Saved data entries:

=-=-=-=-=

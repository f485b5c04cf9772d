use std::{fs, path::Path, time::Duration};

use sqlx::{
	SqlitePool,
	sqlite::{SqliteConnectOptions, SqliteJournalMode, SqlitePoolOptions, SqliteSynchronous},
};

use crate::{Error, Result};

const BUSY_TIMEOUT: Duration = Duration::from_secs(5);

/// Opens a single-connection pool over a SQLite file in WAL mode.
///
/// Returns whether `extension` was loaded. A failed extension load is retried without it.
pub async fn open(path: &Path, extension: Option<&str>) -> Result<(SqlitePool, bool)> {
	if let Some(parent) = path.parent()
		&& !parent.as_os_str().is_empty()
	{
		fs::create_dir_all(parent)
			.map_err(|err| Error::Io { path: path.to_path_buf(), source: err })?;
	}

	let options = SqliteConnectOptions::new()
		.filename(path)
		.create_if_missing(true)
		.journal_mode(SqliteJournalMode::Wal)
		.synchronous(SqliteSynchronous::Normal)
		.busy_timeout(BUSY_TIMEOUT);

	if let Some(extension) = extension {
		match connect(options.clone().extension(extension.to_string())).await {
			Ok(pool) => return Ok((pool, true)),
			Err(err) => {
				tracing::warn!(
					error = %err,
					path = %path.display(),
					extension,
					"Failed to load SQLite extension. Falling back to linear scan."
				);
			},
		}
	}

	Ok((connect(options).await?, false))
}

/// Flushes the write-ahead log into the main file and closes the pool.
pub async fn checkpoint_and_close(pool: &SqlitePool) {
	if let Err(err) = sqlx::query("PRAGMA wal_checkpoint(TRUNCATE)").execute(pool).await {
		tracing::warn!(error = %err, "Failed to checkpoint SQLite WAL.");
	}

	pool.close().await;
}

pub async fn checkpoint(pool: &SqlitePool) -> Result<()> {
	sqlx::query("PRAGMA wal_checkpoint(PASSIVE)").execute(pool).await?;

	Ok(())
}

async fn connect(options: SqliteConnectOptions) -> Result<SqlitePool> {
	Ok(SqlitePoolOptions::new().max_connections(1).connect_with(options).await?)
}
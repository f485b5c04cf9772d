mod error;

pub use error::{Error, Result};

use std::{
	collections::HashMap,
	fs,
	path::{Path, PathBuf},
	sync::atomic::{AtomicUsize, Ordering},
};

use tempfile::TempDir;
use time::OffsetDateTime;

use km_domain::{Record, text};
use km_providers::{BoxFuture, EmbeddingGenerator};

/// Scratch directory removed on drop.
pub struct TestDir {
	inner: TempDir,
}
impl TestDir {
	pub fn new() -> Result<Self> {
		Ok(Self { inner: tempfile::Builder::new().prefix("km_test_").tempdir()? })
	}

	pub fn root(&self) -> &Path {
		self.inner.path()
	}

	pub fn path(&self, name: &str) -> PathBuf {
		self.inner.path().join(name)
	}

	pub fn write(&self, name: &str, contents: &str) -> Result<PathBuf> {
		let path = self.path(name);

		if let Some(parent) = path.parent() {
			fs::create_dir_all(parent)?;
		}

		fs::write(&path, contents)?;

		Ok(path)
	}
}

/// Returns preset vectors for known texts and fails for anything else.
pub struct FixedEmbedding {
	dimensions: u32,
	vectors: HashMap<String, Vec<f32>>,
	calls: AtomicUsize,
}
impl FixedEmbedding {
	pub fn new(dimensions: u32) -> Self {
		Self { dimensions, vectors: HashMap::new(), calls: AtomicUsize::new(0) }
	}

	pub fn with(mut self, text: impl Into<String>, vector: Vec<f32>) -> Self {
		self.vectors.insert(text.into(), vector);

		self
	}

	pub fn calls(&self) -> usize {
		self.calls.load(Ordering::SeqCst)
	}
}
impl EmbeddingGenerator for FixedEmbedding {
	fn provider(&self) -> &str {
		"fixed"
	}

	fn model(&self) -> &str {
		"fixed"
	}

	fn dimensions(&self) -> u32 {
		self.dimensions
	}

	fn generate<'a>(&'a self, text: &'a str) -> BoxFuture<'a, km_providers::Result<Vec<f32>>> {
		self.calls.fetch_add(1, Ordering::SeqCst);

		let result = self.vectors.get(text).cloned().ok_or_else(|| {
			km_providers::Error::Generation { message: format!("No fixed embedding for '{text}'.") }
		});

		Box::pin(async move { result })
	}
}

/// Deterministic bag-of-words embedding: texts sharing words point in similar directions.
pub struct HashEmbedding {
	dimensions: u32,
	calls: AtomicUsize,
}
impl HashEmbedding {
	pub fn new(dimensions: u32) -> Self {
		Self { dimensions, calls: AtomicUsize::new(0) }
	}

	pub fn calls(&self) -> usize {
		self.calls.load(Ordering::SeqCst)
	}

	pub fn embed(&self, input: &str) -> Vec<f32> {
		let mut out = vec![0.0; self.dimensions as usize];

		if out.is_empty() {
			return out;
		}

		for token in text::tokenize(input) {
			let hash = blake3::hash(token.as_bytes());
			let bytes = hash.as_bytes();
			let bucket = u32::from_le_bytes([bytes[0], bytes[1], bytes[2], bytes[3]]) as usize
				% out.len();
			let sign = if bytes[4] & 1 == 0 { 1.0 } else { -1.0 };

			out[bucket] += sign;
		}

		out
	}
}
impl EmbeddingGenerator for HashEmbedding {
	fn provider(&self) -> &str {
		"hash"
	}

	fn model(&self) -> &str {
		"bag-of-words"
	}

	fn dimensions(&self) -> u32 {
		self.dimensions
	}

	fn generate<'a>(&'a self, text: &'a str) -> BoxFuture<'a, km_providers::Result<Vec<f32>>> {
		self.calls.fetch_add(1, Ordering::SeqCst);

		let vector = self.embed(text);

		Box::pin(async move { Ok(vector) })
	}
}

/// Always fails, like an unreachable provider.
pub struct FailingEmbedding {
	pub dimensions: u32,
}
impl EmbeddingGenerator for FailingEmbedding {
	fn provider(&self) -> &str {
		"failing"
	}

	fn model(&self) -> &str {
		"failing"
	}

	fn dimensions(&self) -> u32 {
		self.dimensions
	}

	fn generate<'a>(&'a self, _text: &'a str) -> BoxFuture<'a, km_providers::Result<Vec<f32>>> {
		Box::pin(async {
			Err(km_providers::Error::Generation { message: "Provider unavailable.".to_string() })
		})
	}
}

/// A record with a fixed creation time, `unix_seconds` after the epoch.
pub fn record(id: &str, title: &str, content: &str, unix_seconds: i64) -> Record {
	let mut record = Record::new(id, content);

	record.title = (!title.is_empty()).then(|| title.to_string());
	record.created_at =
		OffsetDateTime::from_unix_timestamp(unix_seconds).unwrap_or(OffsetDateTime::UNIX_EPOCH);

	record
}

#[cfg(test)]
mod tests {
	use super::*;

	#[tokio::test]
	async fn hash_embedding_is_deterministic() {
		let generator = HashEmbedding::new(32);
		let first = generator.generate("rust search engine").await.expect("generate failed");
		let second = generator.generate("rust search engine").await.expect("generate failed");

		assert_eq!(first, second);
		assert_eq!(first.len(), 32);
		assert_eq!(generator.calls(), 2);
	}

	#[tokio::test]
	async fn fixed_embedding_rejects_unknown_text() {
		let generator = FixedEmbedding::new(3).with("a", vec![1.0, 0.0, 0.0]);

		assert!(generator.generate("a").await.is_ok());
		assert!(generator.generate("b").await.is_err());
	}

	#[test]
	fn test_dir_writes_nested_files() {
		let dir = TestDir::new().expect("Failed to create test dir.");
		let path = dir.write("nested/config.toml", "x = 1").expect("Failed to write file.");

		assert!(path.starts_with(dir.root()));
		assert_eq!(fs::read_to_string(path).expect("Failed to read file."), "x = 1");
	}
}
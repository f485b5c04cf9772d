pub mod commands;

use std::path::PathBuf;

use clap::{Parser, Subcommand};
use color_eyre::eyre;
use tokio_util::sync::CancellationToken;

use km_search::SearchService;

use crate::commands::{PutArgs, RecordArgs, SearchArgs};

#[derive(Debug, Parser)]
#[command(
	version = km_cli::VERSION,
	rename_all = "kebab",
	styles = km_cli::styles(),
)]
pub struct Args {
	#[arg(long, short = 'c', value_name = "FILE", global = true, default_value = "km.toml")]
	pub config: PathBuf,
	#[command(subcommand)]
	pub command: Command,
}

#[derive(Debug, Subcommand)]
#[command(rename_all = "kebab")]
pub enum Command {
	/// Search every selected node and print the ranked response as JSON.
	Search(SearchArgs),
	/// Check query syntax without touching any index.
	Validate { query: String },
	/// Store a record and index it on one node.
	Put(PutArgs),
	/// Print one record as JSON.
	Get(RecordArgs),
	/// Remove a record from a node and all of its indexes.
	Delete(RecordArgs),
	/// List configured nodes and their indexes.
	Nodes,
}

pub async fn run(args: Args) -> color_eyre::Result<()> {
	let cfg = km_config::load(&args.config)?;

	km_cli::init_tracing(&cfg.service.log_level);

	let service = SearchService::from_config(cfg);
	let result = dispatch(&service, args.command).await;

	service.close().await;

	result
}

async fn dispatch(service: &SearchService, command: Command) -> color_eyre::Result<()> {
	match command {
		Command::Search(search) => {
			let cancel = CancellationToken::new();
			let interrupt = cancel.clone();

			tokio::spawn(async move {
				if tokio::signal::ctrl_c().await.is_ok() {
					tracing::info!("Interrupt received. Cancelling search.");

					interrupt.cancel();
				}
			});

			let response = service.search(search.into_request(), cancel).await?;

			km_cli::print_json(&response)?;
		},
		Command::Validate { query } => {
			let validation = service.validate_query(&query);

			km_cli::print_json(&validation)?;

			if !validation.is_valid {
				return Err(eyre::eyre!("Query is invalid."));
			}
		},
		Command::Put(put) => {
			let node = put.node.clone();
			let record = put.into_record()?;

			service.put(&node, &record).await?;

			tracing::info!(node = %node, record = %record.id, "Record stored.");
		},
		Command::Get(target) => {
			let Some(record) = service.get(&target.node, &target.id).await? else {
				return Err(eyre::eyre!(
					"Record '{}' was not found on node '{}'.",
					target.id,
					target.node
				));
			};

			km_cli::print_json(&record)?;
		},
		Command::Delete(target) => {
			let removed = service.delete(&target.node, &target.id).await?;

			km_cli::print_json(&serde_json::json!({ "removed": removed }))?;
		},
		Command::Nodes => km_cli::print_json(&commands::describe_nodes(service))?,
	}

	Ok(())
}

=-=-=-=-=

*EXERCISE BRIEF*. Beginning at the first line of the records, give again each line exactly as written, ending with the line that contains "pub async fn checkpoint_and_close(pool: &SqlitePool)".

*SOLUTION TO THE EXERCISE*.
repository f485b5c04cf9772d
use std::{fs, path::Path, time::Duration};

use sqlx::{
	SqlitePool,
	sqlite::{SqliteConnectOptions, SqliteJournalMode, SqlitePoolOptions, SqliteSynchronous},
};

use crate::{Error, Result};

const BUSY_TIMEOUT: Duration = Duration::from_secs(5);

/// Opens a single-connection pool over a SQLite file in WAL mode.
///
/// Returns whether `extension` was loaded. A failed extension load is retried without it.
pub async fn open(path: &Path, extension: Option<&str>) -> Result<(SqlitePool, bool)> {
	if let Some(parent) = path.parent()
		&& !parent.as_os_str().is_empty()
	{
		fs::create_dir_all(parent)
			.map_err(|err| Error::Io { path: path.to_path_buf(), source: err })?;
	}

	let options = SqliteConnectOptions::new()
		.filename(path)
		.create_if_missing(true)
		.journal_mode(SqliteJournalMode::Wal)
		.synchronous(SqliteSynchronous::Normal)
		.busy_timeout(BUSY_TIMEOUT);

	if let Some(extension) = extension {
		match connect(options.clone().extension(extension.to_string())).await {
			Ok(pool) => return Ok((pool, true)),
			Err(err) => {
				tracing::warn!(
					error = %err,
					path = %path.display(),
					extension,
					"Failed to load SQLite extension. Falling back to linear scan."
				);
			},
		}
	}

	Ok((connect(options).await?, false))
}

/// Flushes the write-ahead log into the main file and closes the pool.
pub async fn checkpoint_and_close(pool: &SqlitePool) {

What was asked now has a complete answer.